“Hoaaam…” Lyra menguap panjang sambil meregangkan tangan. Tubuhnya masih terasa berat seolah habis tidur sangat lama.
Ia membuka mata perlahan—dan langsung mengerjap bingung.
“…Lho?” Matanya menyapu sekeliling ruangan asing yang tak dikenalnya.
Dinding putih polos, lemari kayu yang kusam, dan sebuah cermin besar berdiri di pojok ruangan. Tak ada satu pun yang terlihat familiar.
“Ini… di mana?!” serunya panik.
Lyra beranjak dari tempat tidur, berjalan mondar-mandir seperti ayam kehilangan induk. Jantungnya berdegup kencang, dan ia bahkan sempat mencubit pipinya sendiri.
“Auw! Sakit… berarti ini bukan mimpi.”
Pandangan Lyra kemudian tertumbuk pada cermin besar di sudut kamar. Rasa penasaran mengalahkan ketakutannya. Ia mendekat perlahan.
Begitu melihat pantulan di sana, Lyra langsung menjerit.
“AAAKHHHH!! SIAPA ITU?!”
Seorang gadis bertubuh gempal, pipi tembam, wajah penuh jerawat, dan rambut awut-awutan menatap balik padanya.
Lyra buru-buru meraba wajahnya sendiri. “T-tidak… ini nggak mungkin… KENAPA AKU JADI BEGINI?!”
Belum sempat ia berpikir lebih jauh, rasa sakit luar biasa tiba-tiba menghantam kepalanya.

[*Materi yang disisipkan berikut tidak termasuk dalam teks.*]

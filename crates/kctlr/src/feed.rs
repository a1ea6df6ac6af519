//! File and stdin sources for the initial listing and the watch stream.

use std::path::Path;

use tokio::io::{AsyncBufRead, AsyncBufReadExt, BufReader};
use tokio::sync::{mpsc, watch};
use tracing::{debug, info, warn};

use kctlr_store::WatchEvent;

use crate::namespace::{EventLine, Namespace};

/// Read the initial listing: a JSON array of namespaces.
pub async fn read_listing(path: &Path) -> miette::Result<Vec<Namespace>> {
    let raw = tokio::fs::read(path)
        .await
        .map_err(|e| miette::miette!("failed to read listing {}: {}", path.display(), e))?;
    let listing: Vec<Namespace> = serde_json::from_slice(&raw)
        .map_err(|e| miette::miette!("failed to parse listing {}: {}", path.display(), e))?;
    info!(namespaces = listing.len(), path = %path.display(), "loaded initial listing");
    Ok(listing)
}

/// Forward JSON-lines watch events into `tx` until the input ends, the
/// receiver goes away, or `stop` fires. Malformed lines are skipped.
///
/// Returns the number of events forwarded.
pub async fn pump_events<R>(
    reader: R,
    tx: mpsc::Sender<WatchEvent<Namespace>>,
    mut stop: watch::Receiver<bool>,
) -> usize
where
    R: AsyncBufRead + Unpin,
{
    let mut lines = reader.lines();
    let mut forwarded = 0;
    let mut line_no = 0usize;

    loop {
        let line = tokio::select! {
            _ = stop.wait_for(|stopped| *stopped) => break,
            line = lines.next_line() => line,
        };

        let line = match line {
            Ok(Some(line)) => line,
            Ok(None) => break,
            Err(e) => {
                warn!(error = %e, "failed to read watch events");
                break;
            }
        };
        line_no += 1;

        let trimmed = line.trim();
        if trimmed.is_empty() {
            continue;
        }

        let event = match serde_json::from_str::<EventLine>(trimmed) {
            Ok(event) => event,
            Err(e) => {
                warn!(line = line_no, error = %e, "skipping malformed watch event");
                continue;
            }
        };
        let Some(event) = event.into_watch_event() else {
            warn!(line = line_no, "skipping delete event without object or key");
            continue;
        };

        if tx.send(event).await.is_err() {
            debug!("watch receiver closed");
            break;
        }
        forwarded += 1;
    }

    info!(forwarded, "watch event input finished");
    forwarded
}

/// Open the event source: `-` is stdin, anything else a file path.
pub async fn open_events(source: &str) -> miette::Result<Box<dyn AsyncBufRead + Unpin + Send>> {
    if source == "-" {
        return Ok(Box::new(BufReader::new(tokio::io::stdin())));
    }
    let file = tokio::fs::File::open(source)
        .await
        .map_err(|e| miette::miette!("failed to open watch events {}: {}", source, e))?;
    Ok(Box::new(BufReader::new(file)))
}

“Aaarghh!!” Lyra memegangi kepalanya. Ingatan asing menyerbu masuk—seperti ratusan film diputar sekaligus dalam otaknya.
Gambar-gambar muncul: ia bekerja di sebuah perusahaan… jadi karyawan baru… sering ditumpuki pekerjaan… dan dibully habis-habisan oleh rekan kerja.
“Hah? Aku… pegawai baru? Sering dibully? Ya ampun hidupmu mengenaskan banget, dek…” gumam Lyra, matanya mulai berair saking pusingnya.

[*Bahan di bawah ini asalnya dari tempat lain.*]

//! Reconciliation controller.
//!
//! Drives the lifecycle `Created -> Running -> Draining -> Stopped`:
//! 1. Start the informer and wait for its cache to sync
//! 2. Spawn the worker pool
//! 3. On the stop signal, shut the queue down and wait for every worker
//!
//! Each worker takes one [`IndexKey`] at a time, resolves it against the
//! cache and dispatches to the [`Handler`]. Failures are retried with
//! per-key backoff up to `max_retries`, then dropped and reported.

use std::marker::PhantomData;
use std::sync::Arc;
use std::sync::atomic::{AtomicU8, Ordering};
use std::time::Duration;

use tokio::sync::watch;
use tokio::task::JoinHandle;
use tracing::{debug, error, info, warn};

use crate::config::{DEFAULT_MAX_RETRIES, DEFAULT_SYNC_POLL_INTERVAL};
use crate::report::{ErrorSink, TracingErrorSink};
use crate::{
    ControllerConfig, ControllerError, Handler, IndexKey, Informer, KeyedCache,
    QueueingEventHandler, WorkQueue,
};

/// Pause before restarting a worker that panicked.
const WORKER_RESTART_DELAY: Duration = Duration::from_secs(1);

/// Lifecycle state of a controller.
#[derive(Debug, Clone, Copy, PartialEq, Eq)]
#[repr(u8)]
pub enum ControllerState {
    /// Constructed, `run` not called yet.
    Created = 0,
    /// Waiting for the cache or processing items.
    Running = 1,
    /// Stop signal received, workers finishing their current item.
    Draining = 2,
    /// Every worker has exited.
    Stopped = 3,
}

impl From<u8> for ControllerState {
    fn from(v: u8) -> Self {
        match v {
            0 => ControllerState::Created,
            1 => ControllerState::Running,
            2 => ControllerState::Draining,
            _ => ControllerState::Stopped,
        }
    }
}

/// Level-triggered controller for one resource kind.
pub struct Controller<T, C, I, H> {
    queue: WorkQueue<IndexKey>,
    informer: Arc<I>,
    cache: Arc<C>,
    handler: Arc<H>,
    max_retries: u32,
    sync_poll_interval: Duration,
    error_sink: Arc<dyn ErrorSink>,
    state: AtomicU8,
    _object: PhantomData<fn() -> T>,
}

impl<T, C, I, H> Controller<T, C, I, H>
where
    T: Send + 'static,
    C: KeyedCache<T> + 'static,
    I: Informer + 'static,
    H: Handler<T> + 'static,
{
    /// Create a controller. Performs no I/O.
    pub fn new(queue: WorkQueue<IndexKey>, informer: Arc<I>, cache: Arc<C>, handler: H) -> Self {
        Self {
            queue,
            informer,
            cache,
            handler: Arc::new(handler),
            max_retries: DEFAULT_MAX_RETRIES,
            sync_poll_interval: DEFAULT_SYNC_POLL_INTERVAL,
            error_sink: Arc::new(TracingErrorSink),
            state: AtomicU8::new(ControllerState::Created as u8),
            _object: PhantomData,
        }
    }

    /// Create a controller whose queue and retry policy come from `config`.
    pub fn with_config(config: &ControllerConfig, informer: Arc<I>, cache: Arc<C>, handler: H) -> Self {
        Self::new(config.queue(), informer, cache, handler)
            .with_max_retries(config.max_retries)
            .with_sync_poll_interval(config.sync_poll_interval)
    }

    /// Set the number of automatic retries before a key is dropped.
    pub fn with_max_retries(mut self, max_retries: u32) -> Self {
        self.max_retries = max_retries;
        self
    }

    /// Set the interval between cache sync checks.
    pub fn with_sync_poll_interval(mut self, interval: Duration) -> Self {
        self.sync_poll_interval = interval;
        self
    }

    /// Report terminal failures to `sink` instead of the log.
    pub fn with_error_sink(mut self, sink: Arc<dyn ErrorSink>) -> Self {
        self.error_sink = sink;
        self
    }

    /// The queue workers drain.
    pub fn queue(&self) -> &WorkQueue<IndexKey> {
        &self.queue
    }

    /// Event handler that feeds this controller's queue.
    pub fn event_handler(&self, kind: impl Into<String>) -> QueueingEventHandler {
        QueueingEventHandler::new(self.queue.clone(), kind)
    }

    /// Current lifecycle state.
    pub fn state(&self) -> ControllerState {
        ControllerState::from(self.state.load(Ordering::SeqCst))
    }

    fn set_state(&self, state: ControllerState) {
        self.state.store(state as u8, Ordering::SeqCst);
    }

    /// Whether the informer's cache has synced.
    pub fn has_synced(&self) -> bool {
        self.informer.has_synced()
    }

    fn worker(&self) -> Worker<T, C, H> {
        Worker {
            queue: self.queue.clone(),
            cache: Arc::clone(&self.cache),
            handler: Arc::clone(&self.handler),
            max_retries: self.max_retries,
            error_sink: Arc::clone(&self.error_sink),
            _object: PhantomData,
        }
    }

    /// Run the controller until `stop` fires.
    ///
    /// Returns once every worker has exited. If `stop` fires before the
    /// cache has synced, no worker is started and
    /// [`ControllerError::CacheSyncTimeout`] is returned.
    pub async fn run(
        &self,
        worker_count: usize,
        mut stop: watch::Receiver<bool>,
    ) -> Result<(), ControllerError> {
        if self
            .state
            .compare_exchange(
                ControllerState::Created as u8,
                ControllerState::Running as u8,
                Ordering::SeqCst,
                Ordering::SeqCst,
            )
            .is_err()
        {
            return Err(ControllerError::AlreadyStarted);
        }

        info!(worker_count, "starting controller");

        let informer_handle = {
            let informer = Arc::clone(&self.informer);
            let stop = stop.clone();
            tokio::spawn(async move { informer.run(stop).await })
        };

        if !self.wait_for_cache_sync(&mut stop).await {
            let err = ControllerError::CacheSyncTimeout;
            self.error_sink.report(&err);
            self.queue.shut_down();
            if let Err(e) = informer_handle.await {
                warn!(error = %e, "informer task failed");
            }
            self.set_state(ControllerState::Stopped);
            return Err(err);
        }

        debug!("caches synced, spawning workers");
        let worker = Arc::new(self.worker());
        let handles: Vec<JoinHandle<()>> = (0..worker_count)
            .map(|worker_id| spawn_supervised(Arc::clone(&worker), worker_id))
            .collect();

        wait_for_stop(&mut stop).await;

        info!("stopping controller");
        self.set_state(ControllerState::Draining);
        self.queue.shut_down();

        for handle in handles {
            if let Err(e) = handle.await {
                warn!(error = %e, "worker supervisor failed");
            }
        }
        if let Err(e) = informer_handle.await {
            warn!(error = %e, "informer task failed");
        }

        self.set_state(ControllerState::Stopped);
        info!("controller stopped");
        Ok(())
    }

    /// Poll `has_synced` until it holds or `stop` fires.
    async fn wait_for_cache_sync(&self, stop: &mut watch::Receiver<bool>) -> bool {
        let mut ticker = tokio::time::interval(self.sync_poll_interval);
        loop {
            if self.informer.has_synced() {
                return true;
            }
            tokio::select! {
                _ = wait_for_stop(stop) => return false,
                _ = ticker.tick() => {}
            }
        }
    }
}

/// Resolves when `stop` reads `true` or its sender is dropped.
async fn wait_for_stop(stop: &mut watch::Receiver<bool>) {
    let _ = stop.wait_for(|stopped| *stopped).await;
}

/// Run a worker loop, restarting it after a panic until the queue shuts down.
fn spawn_supervised<T, C, H>(worker: Arc<Worker<T, C, H>>, worker_id: usize) -> JoinHandle<()>
where
    T: Send + 'static,
    C: KeyedCache<T> + 'static,
    H: Handler<T> + 'static,
{
    tokio::spawn(async move {
        loop {
            let run = {
                let worker = Arc::clone(&worker);
                tokio::spawn(async move { worker.run(worker_id).await })
            };

            match run.await {
                Ok(()) => break,
                Err(e) if e.is_panic() => {
                    worker
                        .error_sink
                        .report(&ControllerError::WorkerPanicked { worker_id });
                    if worker.queue.is_shutting_down() {
                        break;
                    }
                    warn!(worker_id, "restarting worker");
                    tokio::time::sleep(WORKER_RESTART_DELAY).await;
                }
                Err(e) => {
                    warn!(worker_id, error = %e, "worker cancelled");
                    break;
                }
            }
        }
    })
}

/// Releases a checked-out key on every exit path, including panics.
struct DoneGuard<'a> {
    queue: &'a WorkQueue<IndexKey>,
    key: &'a IndexKey,
}

impl Drop for DoneGuard<'_> {
    fn drop(&mut self) {
        // A panicking handler never reaches `handle_err`; drop its retry history here.
        if std::thread::panicking() {
            self.queue.forget(self.key);
        }
        self.queue.done(self.key);
    }
}

/// State shared by the worker loops.
struct Worker<T, C, H> {
    queue: WorkQueue<IndexKey>,
    cache: Arc<C>,
    handler: Arc<H>,
    max_retries: u32,
    error_sink: Arc<dyn ErrorSink>,
    _object: PhantomData<fn() -> T>,
}

impl<T, C, H> Worker<T, C, H>
where
    T: Send + 'static,
    C: KeyedCache<T>,
    H: Handler<T>,
{
    async fn run(&self, worker_id: usize) {
        debug!(worker_id, "worker started");
        while self.process_next_item().await {}
        debug!(worker_id, "worker stopped");
    }

    /// Process one key. Returns `false` once the queue has shut down.
    async fn process_next_item(&self) -> bool {
        let Some(key) = self.queue.get().await else {
            return false;
        };
        let _done = DoneGuard {
            queue: &self.queue,
            key: &key,
        };

        let result = self.process_item(&key).await;
        self.handle_err(result, &key);
        true
    }

    /// Resolve a key against the cache and invoke the handler.
    #[tracing::instrument(skip(self, key), fields(key = %key))]
    async fn process_item(&self, key: &IndexKey) -> Result<(), ControllerError> {
        let handler_err = |source| ControllerError::Handler {
            key: key.clone(),
            source,
        };

        let Some(new) = self.fetch(&key.new)? else {
            return self
                .handler
                .delete(&key.new, None)
                .await
                .map_err(handler_err);
        };

        let Some(old_key) = key.old.as_deref() else {
            return self.handler.create(new).await.map_err(handler_err);
        };

        let old = self.fetch(old_key)?;
        if old.is_none() {
            // The handler has to cope with a missing old object.
            warn!(old_key, "old object no longer exists in store");
        }

        self.handler.update(old, new).await.map_err(handler_err)
    }

    fn fetch(&self, key: &str) -> Result<Option<T>, ControllerError> {
        self.cache.get_by_key(key).map_err(|source| {
            error!(key, error = %source, "fetching object from store failed");
            ControllerError::Cache {
                key: key.to_string(),
                source,
            }
        })
    }

    /// Forget on success, requeue with backoff on failure, drop past the ceiling.
    fn handle_err(&self, result: Result<(), ControllerError>, key: &IndexKey) {
        let err = match result {
            Ok(()) => {
                self.queue.forget(key);
                return;
            }
            Err(err) => err,
        };

        let attempts = self.queue.num_requeues(key);
        if attempts < self.max_retries {
            warn!(key = %key, attempt = attempts + 1, error = %err, "error syncing object, requeueing");
            self.queue.add_rate_limited(key.clone());
            return;
        }

        self.queue.forget(key);
        error!(key = %key, attempts, error = %err, "dropping object out of the queue");
        self.error_sink.report(&ControllerError::RetriesExhausted {
            key: key.clone(),
            attempts,
            source: Box::new(err),
        });
    }
}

Lalu potongan memori lain muncul: tubuh ini yang akhirnya mati karena kelelahan dan kesehatan yang buruk.
Lyra tercekat. “Jadi… aku… transmigrasi?!”
Tapi tiba-tiba—kilatan lain muncul di kepalanya. Sebuah buku. Sampulnya familiar.

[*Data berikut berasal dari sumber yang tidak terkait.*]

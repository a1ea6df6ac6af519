//! Error types for the reconciliation core.

use thiserror::Error;

use crate::IndexKey;

/// Boxed error returned by handlers.
pub type BoxError = Box<dyn std::error::Error + Send + Sync + 'static>;

/// Errors raised by a keyed cache lookup.
#[derive(Debug, Clone, Error)]
pub enum CacheError {
    /// The cache could not serve the lookup right now.
    #[error("cache unavailable: {0}")]
    Unavailable(String),
}

/// Errors that can occur while running a controller.
#[derive(Debug, Error)]
pub enum ControllerError {
    /// Resolving a key against the cache failed.
    #[error("fetching object with key {key} from store failed: {source}")]
    Cache {
        key: String,
        #[source]
        source: CacheError,
    },

    /// The handler returned an error.
    #[error("handler failed for {key}: {source}")]
    Handler {
        key: IndexKey,
        #[source]
        source: BoxError,
    },

    /// The stop signal fired before the cache reported synced.
    #[error("timed out waiting for caches to sync")]
    CacheSyncTimeout,

    /// The key failed more often than the retry ceiling allows.
    #[error("dropping {key} out of the queue after {attempts} retries: {source}")]
    RetriesExhausted {
        key: IndexKey,
        attempts: u32,
        #[source]
        source: Box<ControllerError>,
    },

    /// A worker task panicked.
    #[error("worker {worker_id} panicked")]
    WorkerPanicked { worker_id: usize },

    /// `run` was called on a controller that already ran.
    #[error("controller already started")]
    AlreadyStarted,
}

“Eeeh bentar… aku kayak… kenal cerita ini…”
Ia menepuk keningnya keras-keras.
“ASTAGAAA!!! Ini novel Putri Palsu yang Dicintai Semua Orang!!!”
Lyra terduduk lemas di lantai. “Jangan bilang… aku jadi TOKOH PENJAHATNYA?!”
Memori dalam kepalanya semakin jelas, seperti seseorang yang sedang membacakan narasi novel: Lina Kandiswara, gadis cantik yang baik hati dan dicintai semua orang… keluarga kaya raya super berpengaruh di Jakarta… rahasia besar bahwa Lina bukan putri kandung… dan—
“ASTAGAAAAA!! Tubuh yang aku tempati ini tuh putri asli yang jadi antagonisnya!”
Ia langsung merangkak ke pojok ruangan sambil memeluk lutut. “Hidupku tamat sudah…”
Lyra mengingat dengan jelas akhir cerita tragis si putri asli—dibuang ke hutan oleh keluarga sendiri setelah gagal operasi, sedangkan Lina hidup bahagia bersama pengusaha tampan Adrian Martadinata.
“OH NO NO NO NO!” Lyra mengguncang kepalanya. “Aku nggak mau mati konyol begitu!”
Ia menarik napas dalam-dalam, mencoba menenangkan diri. Lalu, dengan ekspresi serius yang jarang terlihat darinya, Lyra berdiri dan mengepalkan tangan.
“Baiklah! Aku akan jadi orang baik! Aku akan menjauh dari Lina dan keluarga Kandiswara, dan hidup bahagia jauh dari konflik! Ya, ini rencana yang sempurna!”
…
Krucukkk…
Suara perutnya yang berbunyi keras menghancurkan aura serius itu.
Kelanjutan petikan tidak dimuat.